FIVE KEYS TO IMPLEMENTING YOUR CONSOLIDATED MANAGEMENT REPORTING
Analyze the existing situation
The implementation of this type of project requires mature reflection and
involves an in-depth analysis of the existing situation and current organization.
A comprehensive analysis is made up of three parts:
- Information systems
- Internal control
- Key indicators
Define your expectations clearly
Generally, the benefits of this implementation should:
- Facilitate decision-making
- Optimize the sharing of information
- Ensure data accuracy
- Improve fast closing for business management
- Reduce lead times for producing consolidated accounts
Define relevant KPIs
KPIs should be defined based on the target audience. Specific metrics should be implemented
for internal customers as well as for external use, e.g. investors or financial disclosure.

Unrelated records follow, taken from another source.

// SPDX-License-Identifier: BUSL-1.1
// Copyright (c) 2026 Alfred Jean LLC

//! afdd — the automatic file distribution daemon.
//!
//! Background process that watches configured directories, stages files
//! into jobs, and dispatches them to remote hosts over whichever transfer
//! protocol each host is configured for (SPEC_FULL §3). Controlled over a
//! Unix socket by the `afd` CLI; should not normally be invoked directly.

use std::time::Duration;

use afd_daemon::config::Config;
use afd_daemon::lifecycle::{self, LifecycleError, StartupResult};
use afd_daemon::protocol::protocol_version;
use tokio::signal::unix::{signal, SignalKind};
use tracing::{error, info, warn};

#[tokio::main]
async fn main() -> Result<(), Box<dyn std::error::Error>> {
    if let Some(arg) = std::env::args().nth(1) {
        match arg.as_str() {
            "--version" | "-V" | "-v" => {
                println!("afdd {}", protocol_version());
                return Ok(());
            }
            "--help" | "-h" | "help" => {
                println!("afdd {}", protocol_version());
                println!("Automatic file distribution daemon");
                println!();
                println!("USAGE:");
                println!("    afdd");
                println!();
                println!("Typically started by the `afd` CLI and not invoked directly.");
                println!("Listens on a Unix socket for commands from `afd`.");
                println!();
                println!("OPTIONS:");
                println!("    -h, --help       Print help information");
                println!("    -v, --version    Print version information");
                return Ok(());
            }
            _ => {
                eprintln!("error: unexpected argument '{arg}'");
                eprintln!("Usage: afdd [--help | --version]");
                std::process::exit(1);
            }
        }
    }

    let config = Config::load()?;

    rotate_log_if_needed(&config.log_path);
    write_startup_marker(&config)?;
    let log_guard = setup_logging(&config)?;

    info!("starting afdd");

    let StartupResult {
        daemon,
        listener: unix_listener,
        event_reader: _event_reader,
    } = match lifecycle::startup(&config).await {
        Ok(r) => r,
        Err(LifecycleError::LockFailed(_)) => {
            let pid = std::fs::read_to_string(&config.lock_path)
                .unwrap_or_default()
                .trim()
                .to_string();
            let version = std::fs::read_to_string(&config.version_path)
                .unwrap_or_default()
                .trim()
                .to_string();

            eprintln!("afdd is already running");
            if !pid.is_empty() {
                eprintln!("  pid: {pid}");
            }
            if !version.is_empty() {
                let current = protocol_version();
                if version == current {
                    eprintln!("  version: {version}");
                } else {
                    eprintln!("  version: {version} (outdated — current: {current})");
                }
            }
            std::process::exit(1);
        }
        Err(e) => {
            write_startup_error(&config, &e);
            error!(error = %e, "failed to start daemon");
            drop(log_guard);
            return Err(e.into());
        }
    };

    let (shutdown_tx, shutdown_rx) = tokio::sync::watch::channel(false);

    let daemon = std::sync::Arc::new(daemon);
    tokio::spawn(afd_daemon::listener::run(
        unix_listener,
        std::sync::Arc::clone(&daemon),
        shutdown_rx.clone(),
    ));
    tokio::spawn(afd_daemon::dispatch_loop::run(
        std::sync::Arc::clone(&daemon),
        shutdown_rx.clone(),
    ));

    spawn_checkpoint_task(std::sync::Arc::clone(&daemon));
    spawn_flush_task(std::sync::Arc::clone(&daemon));

    let mut sigterm = signal(SignalKind::terminate())?;
    let mut sigint = signal(SignalKind::interrupt())?;

    info!(socket = %config.socket_path.display(), "daemon ready");
    println!("READY");

    tokio::select! {
        _ = sigterm.recv() => info!("received SIGTERM, shutting down"),
        _ = sigint.recv() => info!("received SIGINT, shutting down"),
    }
    let _ = shutdown_tx.send(true);

    // Give the listener/dispatch/worker tasks a moment to observe the
    // shutdown signal and wind down in-flight work before the final
    // snapshot is taken; none of this needs exclusive access to `daemon`,
    // since `shutdown` only touches fields with interior mutability.
    tokio::time::sleep(Duration::from_millis(200)).await;

    daemon.shutdown()?;
    info!("daemon stopped");
    Ok(())
}

fn spawn_checkpoint_task(daemon: std::sync::Arc<afd_daemon::lifecycle::DaemonState>) {
    tokio::spawn(async move {
        let mut interval = tokio::time::interval(daemon.tuning.checkpoint_interval());
        loop {
            interval.tick().await;
            match daemon.checkpoint() {
                Ok(0) => {}
                Ok(seq) => info!(seq, "checkpoint complete"),
                Err(e) => warn!(error = %e, "checkpoint failed, WAL not truncated"),
            }
        }
    });
}

fn spawn_flush_task(daemon: std::sync::Arc<afd_daemon::lifecycle::DaemonState>) {
    tokio::spawn(async move {
        let mut interval = tokio::time::interval(daemon.tuning.flush_interval());
        loop {
            interval.tick().await;
            if daemon.event_bus.needs_flush() {
                if let Err(e) = daemon.event_bus.flush() {
                    warn!(error = %e, "failed to flush event bus");
                }
            }
        }
    });
}

const MAX_LOG_SIZE: u64 = 10 * 1024 * 1024;
const MAX_ROTATED_LOGS: u32 = 3;

/// Shifts `afd.log` → `afd.log.1` → `afd.log.2` → `afd.log.3`, deleting the
/// oldest. Best-effort: rotation failures never block startup.
fn rotate_log_if_needed(log_path: &std::path::Path) {
    let size = match std::fs::metadata(log_path) {
        Ok(m) => m.len(),
        Err(_) => return,
    };
    if size < MAX_LOG_SIZE {
        return;
    }

    let log_str = log_path.display().to_string();
    for i in (1..MAX_ROTATED_LOGS).rev() {
        let from = format!("{log_str}.{i}");
        let to = format!("{log_str}.{}", i + 1);
        let _ = std::fs::rename(&from, &to);
    }
    let _ = std::fs::rename(log_path, format!("{log_str}.1"));
}

const STARTUP_MARKER_PREFIX: &str = "--- afdd: starting (pid: ";

fn write_startup_marker(config: &Config) -> Result<(), LifecycleError> {
    use std::io::Write;

    if let Some(parent) = config.log_path.parent() {
        std::fs::create_dir_all(parent)?;
    }
    let mut file = std::fs::OpenOptions::new()
        .create(true)
        .append(true)
        .open(&config.log_path)?;
    writeln!(file, "{}{}) ---\n", STARTUP_MARKER_PREFIX, std::process::id())?;
    Ok(())
}

fn write_startup_error(config: &Config, error: &LifecycleError) {
    use std::io::Write;

    let Ok(mut file) = std::fs::OpenOptions::new()
        .create(true)
        .append(true)
        .open(&config.log_path)
    else {
        return;
    };
    let _ = writeln!(file, "ERROR failed to start daemon: {error}");
}

fn setup_logging(
    config: &Config,
) -> Result<tracing_appender::non_blocking::WorkerGuard, LifecycleError> {
    use tracing_subscriber::{fmt, prelude::*, EnvFilter};

    if let Some(parent) = config.log_path.parent() {
        std::fs::create_dir_all(parent)?;
    }

    let file_appender = tracing_appender::rolling::never(
        config.log_path.parent().ok_or(LifecycleError::NoStateDir)?,
        config
            .log_path
            .file_name()
            .ok_or(LifecycleError::NoStateDir)?,
    );
    let (non_blocking, guard) = tracing_appender::non_blocking(file_appender);

    let filter = EnvFilter::try_from_default_env().unwrap_or_else(|_| EnvFilter::new("info"));

    tracing_subscriber::registry()
        .with(filter)
        .with(fmt::layer().with_writer(non_blocking))
        .init();

    Ok(guard)
}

Certain key indicators should be common to both audiences.
Define the role and responsibility of each contributor
Management reporting increases the number of people involved
in the production of reports and communication.
You must ensure that you have all of the required resources to initiate and
successfully accomplish this type of project.
You should identify the team members you need to rely on and involve
them actively to ensure that your project is a success.
Control project costs
Remain alert as regards financial cost containment as well
as manpower costs for your project.
The scope of your reporting must not be over-dimensioned to
ensure effective management, readability and optimization.